A demonic racer known as Inferno later appears to sabotage the race. Shaggy and Scooby try to run away with the food from their truck, but before they can, McMahon hires Mystery Inc. to solve this mystery and intends to keep Stephanie out of the race, but she refuses. Daphne Blake becomes friends with Stephanie after they learn about their respective families' wealthy patriarchs, making Velma feel very left out. Undertaker is disappointed that his partner, Dusty Rhodes, was injured in the race and recruits Shaggy and Scooby to be his new partners under the names "Skinny Man" and "Dead Meat", to which they reluctantly agree to at first.

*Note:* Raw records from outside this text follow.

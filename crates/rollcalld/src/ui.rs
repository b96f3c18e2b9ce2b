//! Terminal implementations of the prompt and renderer collaborators.

use rollcall_core::{Frame, Prompter, Region, Renderer};
use std::io::{self, BufRead, Write};

/// Asks for names on standard input. Runs only in the controller context,
/// so blocking on the terminal is fine.
pub struct StdinPrompter;

impl Prompter for StdinPrompter {
    fn ask(&mut self, prompt: &str) -> Option<String> {
        print!("{prompt} ");
        io::stdout().flush().ok()?;

        let mut line = String::new();
        io::stdin().lock().read_line(&mut line).ok()?;
        let name = line.trim();
        if name.is_empty() {
            None
        } else {
            Some(name.to_string())
        }
    }
}

/// Headless stand-in for an overlay: logs annotations instead of drawing.
pub struct ConsoleRenderer;

impl Renderer for ConsoleRenderer {
    fn draw(&mut self, _frame: &Frame, region: &Region, label: Option<&str>) {
        tracing::debug!(
            x = region.x,
            y = region.y,
            width = region.width,
            height = region.height,
            label = label.unwrap_or(""),
            "face"
        );
    }

    fn display(&mut self, _frame: &Frame) {}
}
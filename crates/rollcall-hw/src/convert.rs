//! Pixel format conversion.

use rollcall_core::CaptureError;

/// Convert packed YUYV (4:2:2) to grayscale by extracting the Y channel.
///
/// YUYV packs two pixels per 4 bytes: [Y0, U, Y1, V]; grayscale is every
/// even-indexed byte.
pub fn yuyv_to_grayscale(yuyv: &[u8], width: u32, height: u32) -> Result<Vec<u8>, CaptureError> {
    let expected = (width * height * 2) as usize;
    if yuyv.len() < expected {
        return Err(CaptureError::CaptureFailed(format!(
            "YUYV buffer too short: expected {expected}, got {}",
            yuyv.len()
        )));
    }
    Ok(yuyv[..expected].iter().step_by(2).copied().collect())
}

#[cfg(test)]
mod tests {
    use super::*;

    #[test]
    fn test_yuyv_extracts_y_channel() {
        // 2x1 image: [Y0=50, U, Y1=200, V]
        let yuyv = [50, 128, 200, 128];
        assert_eq!(yuyv_to_grayscale(&yuyv, 2, 1).unwrap(), vec![50, 200]);
    }

    #[test]
    fn test_yuyv_ignores_trailing_bytes() {
        let yuyv = [50, 128, 200, 128, 9, 9];
        assert_eq!(yuyv_to_grayscale(&yuyv, 2, 1).unwrap(), vec![50, 200]);
    }

    #[test]
    fn test_yuyv_short_buffer_is_error() {
        assert!(yuyv_to_grayscale(&[50, 128], 2, 1).is_err());
    }
}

However, since Undertaker's race car was also destroyed in Inferno's attack, Fred Jones modifies Shaggy and Scooby's food truck into "The Scoobinator" to replace it.

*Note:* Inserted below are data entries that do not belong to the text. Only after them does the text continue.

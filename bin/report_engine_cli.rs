//! Thin CLI demonstrating the orchestrator: fetches one report and
//! prints the hit-counter result for a given ability as JSON.

use clap::Parser;
use raidlog_report_engine::analyzers::hits::HitCounterConfig;
use raidlog_report_engine::models::{FightFilter, ReportCode};
use raidlog_report_engine::orchestrator::{AnalyzerKind, ReportRequest};
use raidlog_report_engine::{Orchestrator, Outcome, Settings};

#[derive(Parser, Debug)]
#[command(author, version, about = "Query the Warcraft Logs report engine")]
struct Args {
    /// Report code or full report URL.
    #[arg(long)]
    report: String,

    /// Ability id to count hits for.
    #[arg(long)]
    ability_id: i64,

    /// Only count the first hit per pull per target.
    #[arg(long, default_value_t = false)]
    first_hit_only: bool,
}

#[tokio::main]
async fn main() -> anyhow::Result<()> {
    tracing_subscriber_init();
    raidlog_report_engine::metrics::describe_metrics();

    let args = Args::parse();
    let settings = Settings::load()?;
    let orchestrator = Orchestrator::new(&settings)?;

    let report_code = ReportCode::parse(&args.report)
        .ok_or_else(|| anyhow::anyhow!("could not parse report code from '{}'", args.report))?;

    let request = ReportRequest {
        report_codes: vec![report_code],
        fight_filter: FightFilter::AllBosses,
        ability_ids: vec![args.ability_id],
        analyzer: AnalyzerKind::Hits(HitCounterConfig {
            ability_id: args.ability_id,
            first_hit_only: args.first_hit_only,
            ignore_after_deaths: None,
            ignore_final_seconds: None,
        }),
    };

    match orchestrator.analyze(request).await? {
        Outcome::Ready(result) => {
            println!("{}", serde_json::to_string_pretty(&result)?);
        }
        Outcome::Queued(job_id) => {
            println!("queued as job {job_id}, poll with job_status");
        }
    }

    Ok(())
}

#[cfg(feature = "observability")]
fn tracing_subscriber_init() {
    tracing_subscriber::fmt::init();
    if let Err(e) = metrics_exporter_prometheus::PrometheusBuilder::new().install() {
        tracing::warn!(error = %e, "failed to install prometheus metrics exporter");
    }
}

#[cfg(not(feature = "observability"))]
fn tracing_subscriber_init() {
    env_logger::init();
}
//! Analyzers. Each submodule exposes a pure `analyze(snapshot,
//! config) -> Result<AnalyzerResult>` function: no I/O, no shared
//! mutable state, deterministic for a given `(ReportSnapshot, Config)`
//! pair. Validation failures (an out-of-range window, a nonexistent
//! ability) surface as `BadRequest` rather than panicking.

pub mod add_damage;
pub mod combined;
pub mod deaths;
pub mod ghost_misses;
pub mod hits;
pub mod phase1_mechanics;
pub mod phase_damage;

use crate::models::{Event, ReportSnapshot, Role};
use serde::Serialize;
use std::collections::BTreeMap;

/// A single named measurement for one player: a total across every
/// retained pull and the derived per-pull average.
#[derive(Debug, Clone, Copy, Default, PartialEq, Serialize)]
pub struct MetricValue {
    pub total: f64,
    pub per_pull: f64,
}

impl MetricValue {
    pub fn from_total(total: f64, pull_count: u32) -> Self {
        let per_pull = if pull_count == 0 { 0.0 } else { total / pull_count as f64 };
        MetricValue { total, per_pull }
    }
}

/// One player's row in an analyzer's output table.
#[derive(Debug, Clone, Serialize)]
pub struct PlayerResult {
    pub actor_id: i64,
    pub actor_name: String,
    pub role: Role,
    /// Metric name (e.g. `"hits"`, `"phase_1"`, `"fuckup_rate"`) to its
    /// total/per-pull value. Every analyzer publishes at least one
    /// metric under a name documented in its own module.
    pub metrics: BTreeMap<String, MetricValue>,
}

impl PlayerResult {
    pub fn metric(&self, name: &str) -> MetricValue {
        self.metrics.get(name).copied().unwrap_or_default()
    }
}

/// A diagnostic record of one ghost-miss grouping decision, attached
/// only to the ghost-miss analyzer's output.
#[derive(Debug, Clone, Serialize)]
pub struct GhostEvent {
    pub pull_index: u32,
    pub target_id: i64,
    pub timestamp_ms: i64,
    pub set_index: u32,
    pub counted: bool,
}

/// Shared output shape for every analyzer.
#[derive(Debug, Clone, Serialize, Default)]
pub struct AnalyzerResult {
    pub pull_count: u32,
    pub entries: Vec<PlayerResult>,
    /// Populated only by the ghost-miss analyzer; empty everywhere else.
    pub ghost_events: Vec<GhostEvent>,
}

impl AnalyzerResult {
    pub fn sorted_by_role(mut self) -> Self {
        self.entries
            .sort_by_key(|e| (e.role.priority(), e.actor_name.clone()));
        self
    }
}

/// Builds an empty row for `actor_id`/`actor_name`/`role`, to be filled
/// in by each analyzer's aggregation pass.
pub(crate) fn empty_row(actor_id: i64, actor_name: String, role: Role) -> PlayerResult {
    PlayerResult {
        actor_id,
        actor_name,
        role,
        metrics: BTreeMap::new(),
    }
}

/// Groups `snapshot.events` by fight id, the unique identifier of one
/// pull within a single snapshot. Each group's events stay in their
/// original (timestamp-ascending) order.
pub(crate) fn events_by_pull(snapshot: &ReportSnapshot) -> BTreeMap<u32, Vec<&Event>> {
    let mut groups: BTreeMap<u32, Vec<&Event>> = BTreeMap::new();
    for event in &snapshot.events {
        if let Some(fight_id) = event.fight_id {
            groups.entry(fight_id).or_default().push(event);
        }
    }
    groups
}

During the first race, Inferno attacks and Velma, Daphne and Fred notice that McMahon is nowhere to be seen. That night, Scooby and Shaggy are chased by Inferno only to be saved by The Miz. The following morning, Inferno attacks again and Scooby, Shaggy and Undertaker almost drown when The Scoobinator lands in water, but the trio are able to escape in the nick of time. That night, Daphne tells Velma even though she enjoyed hanging out with Stephanie, Velma will always be her best friend. The following day, Fred modifies the Mystery Machine to replace The Scoobinator as he, Daphne and Velma join as additional passengers. Inferno attacks once more and goes after the gang, only for the other WWE stars in the race to gang up on Inferno and attack his race car with theirs as Undertaker takes on the villain. They figure out that he is using radio technology to operate his race car so they create a remote control that disrupts his signal and puts them in control of the vehicle.

Following Inferno's defeat, he is revealed to be Triple H, who had been plotting to win the race by any means necessary, with Stephanie mostly masterminding the plot on account of being furious at McMahon for preventing her from qualifying due to being concerned about her well-being. Even after her father apologizes for his mistake, Stephanie is apprehended for her and Triple H's crimes nonetheless. Soon after, Scooby, Shaggy and Undertaker win the prize money by default.

==Voice cast==
- Frank Welker as Scooby-Doo and Fred Jones
- Matthew Lillard as Shaggy Rogers
- Grey DeLisle as Daphne Blake
- Kate Micucci as Velma Dinkley
- Undertaker as himself
- Triple H as himself
- Stephanie McMahon as herself
- Goldust as himself
- Sheamus as himself
- Stardust as himself
- Dusty Rhodes as himself (posthumous role)
- The Miz as himself
- Paige as herself
- Diego as himself
- El Torito as himself
- Fernando as himself
- Lana as herself
- Rusev as himself
- Michael Cole as himself
- Kofi Kingston as himself
- Vince McMahon as himself
- Eric Bauza as Big Earl
- Steve Blum as Inferno
- Phil Morris as Walter Qualls

==Production==
On September 15, 2014, WWE and Warner Bros. announced a direct sequel to WrestleMania Mystery to be released in 2016. In February 2016, it was announced it will be named Scooby-Doo! and WWE: Curse of the Speed Demon. Hulk Hogan was billed to be prominently featured. However, on July 23, 2015, WWE terminated their contract with Hogan due to his racist comments; he has no role in the final version of the film. This film also marks the final film for Dusty Rhodes who already did voicework prior to his death a year before the film's release. It is the third co-production between Warner Bros. Animation and WWE Studios after Scooby-Doo! WrestleMania Mystery and The Flintstones & WWE: Stone Age SmackDown!

The film's original score was composed by its predecessor's composer, Ryan Shore.